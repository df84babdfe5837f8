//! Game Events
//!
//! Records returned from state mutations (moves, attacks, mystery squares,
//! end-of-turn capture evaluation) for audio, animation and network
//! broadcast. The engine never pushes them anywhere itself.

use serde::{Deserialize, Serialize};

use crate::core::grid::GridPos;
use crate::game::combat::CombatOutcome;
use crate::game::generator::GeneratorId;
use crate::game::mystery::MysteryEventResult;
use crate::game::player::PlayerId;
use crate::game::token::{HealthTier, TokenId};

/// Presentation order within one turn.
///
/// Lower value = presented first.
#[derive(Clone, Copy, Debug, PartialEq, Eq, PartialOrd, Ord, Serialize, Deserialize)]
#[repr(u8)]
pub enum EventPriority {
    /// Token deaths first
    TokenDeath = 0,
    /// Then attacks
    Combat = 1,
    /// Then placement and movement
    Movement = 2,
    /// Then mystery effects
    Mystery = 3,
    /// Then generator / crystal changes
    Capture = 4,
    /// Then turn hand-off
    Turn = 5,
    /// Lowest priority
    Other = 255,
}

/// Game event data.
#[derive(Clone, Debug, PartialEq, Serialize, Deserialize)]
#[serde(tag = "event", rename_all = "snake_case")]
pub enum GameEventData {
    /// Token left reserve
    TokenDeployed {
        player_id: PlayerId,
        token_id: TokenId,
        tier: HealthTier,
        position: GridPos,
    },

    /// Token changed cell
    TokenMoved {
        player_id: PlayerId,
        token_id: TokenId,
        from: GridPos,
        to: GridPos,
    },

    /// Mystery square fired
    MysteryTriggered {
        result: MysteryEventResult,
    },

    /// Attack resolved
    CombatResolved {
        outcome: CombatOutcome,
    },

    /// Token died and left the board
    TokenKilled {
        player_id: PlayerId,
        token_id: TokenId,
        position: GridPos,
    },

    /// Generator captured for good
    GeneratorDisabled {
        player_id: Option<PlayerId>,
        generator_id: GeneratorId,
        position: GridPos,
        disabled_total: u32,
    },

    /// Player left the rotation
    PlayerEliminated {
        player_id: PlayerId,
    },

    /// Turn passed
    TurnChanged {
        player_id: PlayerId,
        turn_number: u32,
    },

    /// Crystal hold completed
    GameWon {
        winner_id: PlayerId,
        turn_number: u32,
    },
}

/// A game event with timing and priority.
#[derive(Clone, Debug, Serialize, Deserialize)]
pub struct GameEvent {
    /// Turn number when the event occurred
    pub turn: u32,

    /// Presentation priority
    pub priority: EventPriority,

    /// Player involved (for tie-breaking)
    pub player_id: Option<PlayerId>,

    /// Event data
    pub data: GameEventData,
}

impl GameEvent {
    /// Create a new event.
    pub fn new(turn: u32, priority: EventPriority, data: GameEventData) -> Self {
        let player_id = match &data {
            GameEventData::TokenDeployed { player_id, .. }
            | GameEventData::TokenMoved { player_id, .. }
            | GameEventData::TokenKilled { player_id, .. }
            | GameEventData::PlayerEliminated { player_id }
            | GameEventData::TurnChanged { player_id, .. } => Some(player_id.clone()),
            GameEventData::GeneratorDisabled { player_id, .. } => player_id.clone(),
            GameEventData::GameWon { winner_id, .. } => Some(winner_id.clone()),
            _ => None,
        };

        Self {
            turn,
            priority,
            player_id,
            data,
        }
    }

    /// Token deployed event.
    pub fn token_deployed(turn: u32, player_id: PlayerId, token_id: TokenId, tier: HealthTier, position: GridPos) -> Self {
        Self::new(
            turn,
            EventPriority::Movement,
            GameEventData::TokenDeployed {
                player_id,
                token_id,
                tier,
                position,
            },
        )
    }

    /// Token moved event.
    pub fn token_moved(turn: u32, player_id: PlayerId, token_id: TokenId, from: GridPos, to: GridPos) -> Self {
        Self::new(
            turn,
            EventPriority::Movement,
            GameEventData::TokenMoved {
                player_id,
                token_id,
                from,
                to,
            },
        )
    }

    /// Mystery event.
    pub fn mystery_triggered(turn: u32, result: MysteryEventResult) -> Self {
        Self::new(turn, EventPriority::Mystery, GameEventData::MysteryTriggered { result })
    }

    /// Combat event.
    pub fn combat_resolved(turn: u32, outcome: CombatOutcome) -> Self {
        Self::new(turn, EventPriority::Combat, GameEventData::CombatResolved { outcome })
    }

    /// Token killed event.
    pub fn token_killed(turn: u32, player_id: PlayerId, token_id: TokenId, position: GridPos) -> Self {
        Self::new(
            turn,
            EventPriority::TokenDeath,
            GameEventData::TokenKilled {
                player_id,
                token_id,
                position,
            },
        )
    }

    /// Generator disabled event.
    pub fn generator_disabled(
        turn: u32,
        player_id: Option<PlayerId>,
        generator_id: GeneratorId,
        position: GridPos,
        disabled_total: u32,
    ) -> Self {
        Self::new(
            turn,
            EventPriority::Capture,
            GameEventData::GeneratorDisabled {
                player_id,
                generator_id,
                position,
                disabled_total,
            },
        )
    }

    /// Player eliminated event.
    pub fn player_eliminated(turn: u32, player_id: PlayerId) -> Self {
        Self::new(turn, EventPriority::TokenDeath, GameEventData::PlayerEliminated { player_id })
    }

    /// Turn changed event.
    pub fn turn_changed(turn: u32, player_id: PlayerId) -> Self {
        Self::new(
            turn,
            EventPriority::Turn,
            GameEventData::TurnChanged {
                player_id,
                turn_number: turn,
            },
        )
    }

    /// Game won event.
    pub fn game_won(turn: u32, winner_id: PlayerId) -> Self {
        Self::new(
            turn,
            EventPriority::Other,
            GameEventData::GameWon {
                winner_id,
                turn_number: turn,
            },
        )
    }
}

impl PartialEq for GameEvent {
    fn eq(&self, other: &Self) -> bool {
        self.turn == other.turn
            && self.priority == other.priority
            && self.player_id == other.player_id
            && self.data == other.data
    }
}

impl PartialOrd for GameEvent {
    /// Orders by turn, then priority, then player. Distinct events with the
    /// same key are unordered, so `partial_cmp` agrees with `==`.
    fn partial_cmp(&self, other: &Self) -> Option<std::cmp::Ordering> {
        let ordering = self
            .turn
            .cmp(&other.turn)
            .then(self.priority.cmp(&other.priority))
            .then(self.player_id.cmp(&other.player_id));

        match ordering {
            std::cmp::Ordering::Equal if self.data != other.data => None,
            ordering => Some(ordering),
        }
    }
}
◆ ◆ ◆
ASSIGNMENT:
Within the data above, the lines from the one with "pub fn game_won(turn: u32, winner_id: PlayerId)" to the one with "impl PartialEq for" must be repeated exactly; no other line belongs in the answer.

TASK OUTPUT:
    pub fn game_won(turn: u32, winner_id: PlayerId) -> Self {
        Self::new(
            turn,
            EventPriority::Other,
            GameEventData::GameWon {
                winner_id,
                turn_number: turn,
            },
        )
    }
}

impl PartialEq for GameEvent {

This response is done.